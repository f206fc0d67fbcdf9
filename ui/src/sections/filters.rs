use dioxus::prelude::*;

use crate::{
    report::{FilterEvent, PersonCheckbox},
    sections::{use_report_language, ReportSession},
    t,
};

#[component]
pub fn FilterPanel(session: Signal<ReportSession>) -> Element {
    let mut session = session;
    let _lang = use_report_language();
    let (checkboxes, select_all, selected) = {
        let state = session.read();
        (
            state.document.checkboxes.clone(),
            state.document.select_all,
            state.last.selection.len(),
        )
    };
    let total = checkboxes.len();

    rsx! {
        section { class: "report-card report-filters",
            div { class: "report-card__header",
                h2 { {t!("filter-heading")} }
                span { class: "report-card__meta",
                    {t!("filter-selected-count", selected = selected, total = total)}
                }
            }

            if let Some(all_checked) = select_all {
                label { class: "report-filters__option report-filters__option--all",
                    input {
                        id: "selectAllCheckbox",
                        r#type: "checkbox",
                        checked: all_checked,
                        onchange: move |evt: FormEvent| {
                            let checked = evt.checked();
                            session.with_mut(|s| {
                                s.dispatch(FilterEvent::SelectAll(checked));
                            });
                        },
                    }
                    span { {t!("filter-select-all")} }
                }
            }

            ul { class: "report-filters__list",
                for checkbox in checkboxes.into_iter() {
                    {render_checkbox(checkbox, session)}
                }
            }
        }
    }
}

fn render_checkbox(checkbox: PersonCheckbox, mut session: Signal<ReportSession>) -> Element {
    let PersonCheckbox { person, checked } = checkbox;
    let event_person = person.clone();

    rsx! {
        li { key: "{person}", class: "report-filters__item",
            label { class: "report-filters__option",
                input {
                    class: "person-filter",
                    r#type: "checkbox",
                    value: "{person}",
                    checked: checked,
                    onchange: move |evt: FormEvent| {
                        let event = FilterEvent::Toggle {
                            person: event_person.clone(),
                            checked: evt.checked(),
                        };
                        session.with_mut(|s| {
                            s.dispatch(event);
                        });
                    },
                }
                span { "{person}" }
            }
        }
    }
}
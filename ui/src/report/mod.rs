//! Filter-state synchronisation for the sales report page.
//!
//! Everything in here is platform-agnostic and free of Dioxus; the sections
//! under `crate::sections` render a [`ReportDocument`] and forward events to
//! the [`ReportEngine`].

pub mod chart;
pub mod document;
pub mod engine;
pub mod link;
pub mod selection;
pub mod snapshot;
pub mod visibility;

pub use chart::{ChartRenderer, Series, SeriesRole};
pub use document::{ChartFrame, ExportLink, ReportDocument, ReportSurface};
pub use engine::{FilterEvent, Projection, ReportEngine};
pub use selection::{PersonCheckbox, Selection};
pub use snapshot::Snapshot;
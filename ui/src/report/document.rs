//! The surface the filter engine reads from and writes to.
//!
//! [`ReportSurface`] is the only way the engine touches UI state.
//! [`ReportDocument`] is the in-memory implementation the Dioxus sections
//! render from; every optional collaborator (select-all box, chart, export
//! link) is an `Option` so a page without it simply skips that step.

use super::chart::{ChartRenderer, Series};
use super::selection::{self, PersonCheckbox};
use super::snapshot::Snapshot;
use super::visibility::VisibilityMap;

pub trait ReportSurface {
    /// Current checkbox states, in page order.
    fn scan_checkboxes(&self) -> Vec<PersonCheckbox>;
    /// Returns `false` when no checkbox carries `person`.
    fn set_checkbox(&mut self, person: &str, checked: bool) -> bool;
    fn set_all_checkboxes(&mut self, checked: bool);
    /// No-op when the page has no select-all control.
    fn set_select_all(&mut self, checked: bool);
    /// Person tags on every visibility-bearing element.
    fn visibility_tags(&self) -> Vec<String>;
    fn apply_visibility(&mut self, visibility: &VisibilityMap);
    fn chart_renderer(&mut self) -> Option<&mut dyn ChartRenderer>;
    fn export_base_url(&self) -> Option<String>;
    fn set_export_href(&mut self, href: &str);
}

/// Dataset currently drawn by the chart. `revision` bumps on every redraw.
#[derive(Debug, Clone, Default, PartialEq)]
pub struct ChartFrame {
    pub series: Vec<Series>,
    pub revision: u64,
}

impl ChartRenderer for ChartFrame {
    fn update(&mut self, series: &[Series]) {
        self.series = series.to_vec();
        self.revision = self.revision.wrapping_add(1);
    }
}

#[derive(Debug, Clone, PartialEq, Eq)]
pub struct ExportLink {
    pub base_url: String,
    pub href: String,
}

impl ExportLink {
    pub fn new(base_url: impl Into<String>) -> Self {
        let base_url = base_url.into();
        Self {
            href: base_url.clone(),
            base_url,
        }
    }
}

#[derive(Debug, Clone, Default, PartialEq)]
pub struct ReportDocument {
    pub checkboxes: Vec<PersonCheckbox>,
    pub select_all: Option<bool>,
    /// Summary table rows, one tag per row.
    pub row_tags: Vec<String>,
    /// Detail sections, one tag per section.
    pub section_tags: Vec<String>,
    pub visibility: VisibilityMap,
    pub chart: Option<ChartFrame>,
    pub export_link: Option<ExportLink>,
}

impl ReportDocument {
    /// Page layout for a snapshot: every person checked, select-all present.
    pub fn for_snapshot(snapshot: &Snapshot) -> Self {
        let row_tags = snapshot
            .overall_summary
            .iter()
            .map(|row| row.person_name.clone())
            .collect();
        let section_tags = snapshot
            .person_list()
            .iter()
            .filter(|person| snapshot.person_monthly(person).is_some())
            .cloned()
            .collect();

        Self {
            checkboxes: selection::checkboxes_for(snapshot.person_list()),
            select_all: Some(true),
            row_tags,
            section_tags,
            visibility: VisibilityMap::new(),
            chart: None,
            export_link: None,
        }
    }

    pub fn with_chart(mut self) -> Self {
        self.chart = Some(ChartFrame::default());
        self
    }

    pub fn with_export_link(mut self, base_url: impl Into<String>) -> Self {
        self.export_link = Some(ExportLink::new(base_url));
        self
    }

    pub fn without_select_all(mut self) -> Self {
        self.select_all = None;
        self
    }

    /// Elements are displayed until a pass says otherwise.
    pub fn is_visible(&self, person: &str) -> bool {
        self.visibility.get(person).copied().unwrap_or(true)
    }

    pub fn is_checked(&self, person: &str) -> bool {
        self.checkboxes
            .iter()
            .any(|cb| cb.person == person && cb.checked)
    }
}

impl ReportSurface for ReportDocument {
    fn scan_checkboxes(&self) -> Vec<PersonCheckbox> {
        self.checkboxes.clone()
    }

    fn set_checkbox(&mut self, person: &str, checked: bool) -> bool {
        selection::set_checked(&mut self.checkboxes, person, checked)
    }

    fn set_all_checkboxes(&mut self, checked: bool) {
        selection::set_all(&mut self.checkboxes, checked);
    }

    fn set_select_all(&mut self, checked: bool) {
        if let Some(state) = self.select_all.as_mut() {
            *state = checked;
        }
    }

    fn visibility_tags(&self) -> Vec<String> {
        self.row_tags
            .iter()
            .chain(self.section_tags.iter())
            .cloned()
            .collect()
    }

    fn apply_visibility(&mut self, visibility: &VisibilityMap) {
        self.visibility = visibility.clone();
    }

    fn chart_renderer(&mut self) -> Option<&mut dyn ChartRenderer> {
        self.chart
            .as_mut()
            .map(|frame| frame as &mut dyn ChartRenderer)
    }

    fn export_base_url(&self) -> Option<String> {
        self.export_link.as_ref().map(|link| link.base_url.clone())
    }

    fn set_export_href(&mut self, href: &str) {
        if let Some(link) = self.export_link.as_mut() {
            link.href = href.to_string();
        }
    }
}
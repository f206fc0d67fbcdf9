//! Filter engine: one synchronous recompute pass per UI event.
//!
//! Pass order is fixed: read selection, sync the select-all box, project
//! visibility, sync the chart, rebuild the export link.

use tracing::debug;

use super::chart::{self, Series};
use super::document::ReportSurface;
use super::link;
use super::selection::{self, Selection};
use super::snapshot::Snapshot;
use super::visibility::{self, VisibilityMap};

#[derive(Debug, Clone, PartialEq)]
pub enum FilterEvent {
    Toggle { person: String, checked: bool },
    SelectAll(bool),
    /// Re-run the pass without touching any checkbox (startup).
    Refresh,
}

/// Everything one pass derived from (snapshot, selection).
#[derive(Debug, Clone, PartialEq)]
pub struct Projection {
    pub selection: Selection,
    pub all_selected: bool,
    pub visibility: VisibilityMap,
    pub series: Vec<Series>,
    /// `None` when the page has no export link.
    pub export_href: Option<String>,
}

impl Projection {
    pub fn aggregate(&self) -> &[f64] {
        self.series
            .iter()
            .find(|s| s.role == chart::SeriesRole::Total)
            .map(|s| s.values.as_slice())
            .unwrap_or(&[])
    }
}

#[derive(Debug, Clone)]
pub struct ReportEngine {
    snapshot: Snapshot,
    series: Vec<Series>,
    passes: u64,
}

impl ReportEngine {
    pub fn new(snapshot: Snapshot) -> Self {
        let series = chart::initial_series(&snapshot);
        Self {
            snapshot,
            series,
            passes: 0,
        }
    }

    pub fn snapshot(&self) -> &Snapshot {
        &self.snapshot
    }

    pub fn series(&self) -> &[Series] {
        &self.series
    }

    pub fn passes(&self) -> u64 {
        self.passes
    }

    /// Startup pass using whatever the checkboxes currently say.
    pub fn start<S: ReportSurface + ?Sized>(&mut self, surface: &mut S) -> Projection {
        self.dispatch(FilterEvent::Refresh, surface)
    }

    pub fn dispatch<S: ReportSurface + ?Sized>(
        &mut self,
        event: FilterEvent,
        surface: &mut S,
    ) -> Projection {
        match &event {
            FilterEvent::Toggle { person, checked } => {
                if !surface.set_checkbox(person, *checked) {
                    debug!(%person, "toggle for unknown person ignored");
                }
            }
            FilterEvent::SelectAll(checked) => surface.set_all_checkboxes(*checked),
            FilterEvent::Refresh => {}
        }
        self.recompute(surface)
    }

    fn recompute<S: ReportSurface + ?Sized>(&mut self, surface: &mut S) -> Projection {
        let selection = selection::read_selection(&surface.scan_checkboxes());
        let person_list = self.snapshot.person_list();

        let all_selected = selection::all_selected(&selection, person_list);
        surface.set_select_all(all_selected);

        let tags = surface.visibility_tags();
        let visibility = visibility::project(&selection, tags.iter().map(String::as_str));
        surface.apply_visibility(&visibility);

        match surface.chart_renderer() {
            Some(renderer) => {
                chart::sync_chart(renderer, &mut self.series, &self.snapshot, &selection)
            }
            None => chart::sync_series(&mut self.series, &self.snapshot, &selection),
        }

        let export_href = surface.export_base_url().map(|base| {
            let href = link::build_export_url(&base, &selection, person_list);
            surface.set_export_href(&href);
            href
        });

        self.passes += 1;
        debug!(
            pass = self.passes,
            selected = selection.len(),
            people = person_list.len(),
            "filters recomputed"
        );

        Projection {
            selection,
            all_selected,
            visibility,
            series: self.series.clone(),
            export_href,
        }
    }
}

#[cfg(test)]
mod tests {
    use super::*;
    use crate::report::chart::SeriesRole;
    use crate::report::document::ReportDocument;
    use crate::report::snapshot::SummaryRow;

    const BASE: &str = "/report/pdf";

    fn snapshot() -> Snapshot {
        let mut snapshot = Snapshot::from_series(
            vec!["1403-01".into(), "1403-02".into()],
            vec![15.0, 35.0],
            vec![40.0, 40.0],
            vec![("Ali".into(), vec![10.0, 20.0]), ("Sara".into(), vec![5.0, 15.0])],
        );
        snapshot.overall_summary = ["Ali", "Sara"]
            .into_iter()
            .map(|name| SummaryRow {
                person_name: name.into(),
                ..SummaryRow::default()
            })
            .collect();
        snapshot
    }

    fn page(snapshot: &Snapshot) -> ReportDocument {
        ReportDocument::for_snapshot(snapshot)
            .with_chart()
            .with_export_link(BASE)
    }

    fn toggle(person: &str, checked: bool) -> FilterEvent {
        FilterEvent::Toggle {
            person: person.into(),
            checked,
        }
    }

    #[test]
    fn startup_pass_reproduces_server_totals() {
        let snap = snapshot();
        let mut doc = page(&snap);
        let mut engine = ReportEngine::new(snap.clone());

        let projection = engine.start(&mut doc);

        assert_eq!(projection.aggregate(), snap.total_series());
        assert!(projection.all_selected);
        assert_eq!(doc.select_all, Some(true));
        assert!(doc.is_visible("Ali") && doc.is_visible("Sara"));
        assert_eq!(doc.export_link.as_ref().unwrap().href, BASE);
        assert_eq!(doc.chart.as_ref().unwrap().revision, 1);
    }

    #[test]
    fn selecting_only_ali() {
        let snap = snapshot();
        let mut doc = page(&snap);
        let mut engine = ReportEngine::new(snap);
        engine.start(&mut doc);

        let projection = engine.dispatch(toggle("Sara", false), &mut doc);

        assert_eq!(projection.aggregate(), [10.0, 20.0]);
        assert!(doc.is_visible("Ali"));
        assert!(!doc.is_visible("Sara"));
        assert_eq!(doc.select_all, Some(false));
        assert_eq!(
            doc.export_link.as_ref().unwrap().href,
            format!("{BASE}?filter=Ali")
        );

        let frame = doc.chart.as_ref().unwrap();
        let sara = frame
            .series
            .iter()
            .find(|s| s.role == SeriesRole::Person("Sara".into()))
            .unwrap();
        assert!(sara.hidden);
        assert_eq!(frame.series[1].values, [40.0, 40.0]);
    }

    #[test]
    fn reselecting_everyone_restores_totals_and_link() {
        let snap = snapshot();
        let mut doc = page(&snap);
        let mut engine = ReportEngine::new(snap.clone());
        engine.start(&mut doc);
        engine.dispatch(toggle("Sara", false), &mut doc);

        let projection = engine.dispatch(toggle("Sara", true), &mut doc);

        assert_eq!(projection.aggregate(), snap.total_series());
        assert_eq!(projection.export_href.as_deref(), Some(BASE));
        assert_eq!(doc.select_all, Some(true));
    }

    #[test]
    fn empty_selection_hides_everything_but_exports_unfiltered() {
        let snap = snapshot();
        let mut doc = page(&snap);
        let mut engine = ReportEngine::new(snap);
        engine.start(&mut doc);

        engine.dispatch(toggle("Ali", false), &mut doc);
        let projection = engine.dispatch(toggle("Sara", false), &mut doc);

        assert_eq!(projection.aggregate(), [0.0, 0.0]);
        assert!(!doc.is_visible("Ali") && !doc.is_visible("Sara"));
        assert_eq!(doc.export_link.as_ref().unwrap().href, BASE);
        let frame = doc.chart.as_ref().unwrap();
        assert!(frame
            .series
            .iter()
            .filter(|s| s.role.person().is_some())
            .all(|s| s.hidden));
    }

    #[test]
    fn select_all_toggles_every_checkbox() {
        let snap = snapshot();
        let mut doc = page(&snap);
        let mut engine = ReportEngine::new(snap.clone());
        engine.start(&mut doc);

        let off = engine.dispatch(FilterEvent::SelectAll(false), &mut doc);
        assert!(off.selection.is_empty());
        assert_eq!(doc.select_all, Some(false));

        let on = engine.dispatch(FilterEvent::SelectAll(true), &mut doc);
        assert_eq!(on.selection.as_slice(), snap.person_list());
        assert_eq!(doc.select_all, Some(true));
    }

    #[test]
    fn missing_collaborators_are_skipped() {
        let snap = snapshot();
        let mut doc = ReportDocument::for_snapshot(&snap).without_select_all();
        let mut engine = ReportEngine::new(snap);

        let projection = engine.dispatch(toggle("Ali", false), &mut doc);

        assert_eq!(projection.export_href, None);
        assert_eq!(doc.select_all, None);
        assert!(doc.chart.is_none());
        assert_eq!(projection.aggregate(), [5.0, 15.0]);
        assert!(!doc.is_visible("Ali"));
    }

    #[test]
    fn repeated_person_in_list_still_counts_as_everyone() {
        let mut snap = snapshot();
        snap.person_list = vec!["Ali".into(), "Ali".into()];
        let mut doc = page(&snap);
        let mut engine = ReportEngine::new(snap);

        let projection = engine.start(&mut doc);

        assert!(projection.all_selected);
        assert_eq!(doc.select_all, Some(true));
        assert_eq!(projection.export_href.as_deref(), Some(BASE));

        let projection = engine.dispatch(toggle("Ali", false), &mut doc);
        assert!(projection.selection.is_empty());
        assert_eq!(projection.export_href.as_deref(), Some(BASE));
    }

    #[test]
    fn every_event_runs_exactly_one_pass() {
        let snap = snapshot();
        let mut doc = page(&snap);
        let mut engine = ReportEngine::new(snap);
        engine.start(&mut doc);
        engine.dispatch(toggle("Ali", false), &mut doc);
        engine.dispatch(toggle("Nobody", true), &mut doc);

        assert_eq!(engine.passes(), 3);
        assert_eq!(doc.chart.as_ref().unwrap().revision, 3);
    }
}
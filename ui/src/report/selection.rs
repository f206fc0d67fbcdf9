//! Person-filter checkbox state and the selection derived from it.

/// A single person filter checkbox.
#[derive(Debug, Clone, PartialEq, Eq)]
pub struct PersonCheckbox {
    pub person: String,
    pub checked: bool,
}

/// The current set of selected people, in checkbox order.
#[derive(Debug, Clone, Default, PartialEq, Eq)]
pub struct Selection {
    names: Vec<String>,
}

impl Selection {
    pub fn from_names<I, S>(names: I) -> Self
    where
        I: IntoIterator<Item = S>,
        S: Into<String>,
    {
        let mut out: Vec<String> = Vec::new();
        for name in names {
            let name = name.into();
            if !out.contains(&name) {
                out.push(name);
            }
        }
        Self { names: out }
    }

    pub fn contains(&self, person: &str) -> bool {
        self.names.iter().any(|name| name == person)
    }

    pub fn len(&self) -> usize {
        self.names.len()
    }

    pub fn is_empty(&self) -> bool {
        self.names.is_empty()
    }

    pub fn iter(&self) -> impl Iterator<Item = &str> {
        self.names.iter().map(String::as_str)
    }

    pub fn as_slice(&self) -> &[String] {
        &self.names
    }
}

/// Scan checkboxes and collect the checked names.
pub fn read_selection(checkboxes: &[PersonCheckbox]) -> Selection {
    Selection::from_names(
        checkboxes
            .iter()
            .filter(|cb| cb.checked)
            .map(|cb| cb.person.clone()),
    )
}

/// Bulk write used by the select-all control.
pub fn set_all(checkboxes: &mut [PersonCheckbox], checked: bool) {
    for cb in checkboxes.iter_mut() {
        cb.checked = checked;
    }
}

/// Set every checkbox carrying `person`. Returns `false` when there is none.
pub fn set_checked(checkboxes: &mut [PersonCheckbox], person: &str, checked: bool) -> bool {
    let mut found = false;
    for cb in checkboxes.iter_mut().filter(|cb| cb.person == person) {
        cb.checked = checked;
        found = true;
    }
    found
}

/// Number of different people in `person_list`; a repeated name counts once,
/// matching the deduplicated [`Selection`].
pub fn distinct_people(person_list: &[String]) -> usize {
    person_list
        .iter()
        .enumerate()
        .filter(|(idx, name)| !person_list[..*idx].contains(name))
        .count()
}

/// Derived state of the select-all control.
pub fn all_selected(selection: &Selection, person_list: &[String]) -> bool {
    selection.len() == distinct_people(person_list)
}

/// One checked checkbox per person, in `person_list` order.
pub fn checkboxes_for(person_list: &[String]) -> Vec<PersonCheckbox> {
    person_list
        .iter()
        .map(|person| PersonCheckbox {
            person: person.clone(),
            checked: true,
        })
        .collect()
}

#[cfg(test)]
mod tests {
    use super::*;

    fn people() -> Vec<String> {
        vec!["Ali".into(), "Sara".into(), "Reza".into()]
    }

    #[test]
    fn selection_follows_checkbox_order() {
        let mut boxes = checkboxes_for(&people());
        set_checked(&mut boxes, "Ali", false);
        let selection = read_selection(&boxes);
        assert_eq!(selection.as_slice(), ["Sara", "Reza"]);
        assert!(!selection.contains("Ali"));
    }

    #[test]
    fn select_all_on_then_off_restores_empty() {
        let mut boxes = checkboxes_for(&people());
        set_checked(&mut boxes, "Sara", false);

        set_all(&mut boxes, true);
        assert_eq!(read_selection(&boxes).as_slice(), people().as_slice());

        set_all(&mut boxes, false);
        assert!(read_selection(&boxes).is_empty());
    }

    #[test]
    fn unknown_person_toggle_is_ignored() {
        let mut boxes = checkboxes_for(&people());
        assert!(!set_checked(&mut boxes, "Nobody", false));
        assert_eq!(read_selection(&boxes).len(), 3);
    }

    #[test]
    fn all_selected_compares_sizes() {
        let list = people();
        assert!(all_selected(&Selection::from_names(list.clone()), &list));
        assert!(!all_selected(&Selection::from_names(["Ali"]), &list));
        assert!(!all_selected(&Selection::default(), &list));
    }

    #[test]
    fn repeated_names_count_once() {
        let list: Vec<String> = vec!["Ali".into(), "Ali".into(), "Sara".into()];
        assert_eq!(distinct_people(&list), 2);

        let mut boxes = checkboxes_for(&list);
        assert!(all_selected(&read_selection(&boxes), &list));

        set_checked(&mut boxes, "Ali", false);
        assert!(boxes.iter().filter(|cb| cb.person == "Ali").all(|cb| !cb.checked));
        assert_eq!(read_selection(&boxes).as_slice(), ["Sara"]);
    }
}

========

▸ **Problem statement**
Those lines of the records that contain the string "aggregate" should be identified and copied.

▸ **Completed exercise**
    pub fn aggregate(&self) -> &[f64] {
        assert_eq!(projection.aggregate(), snap.total_series());
        assert_eq!(projection.aggregate(), [10.0, 20.0]);
        assert_eq!(projection.aggregate(), snap.total_series());
        assert_eq!(projection.aggregate(), [0.0, 0.0]);
        assert_eq!(projection.aggregate(), [5.0, 15.0]);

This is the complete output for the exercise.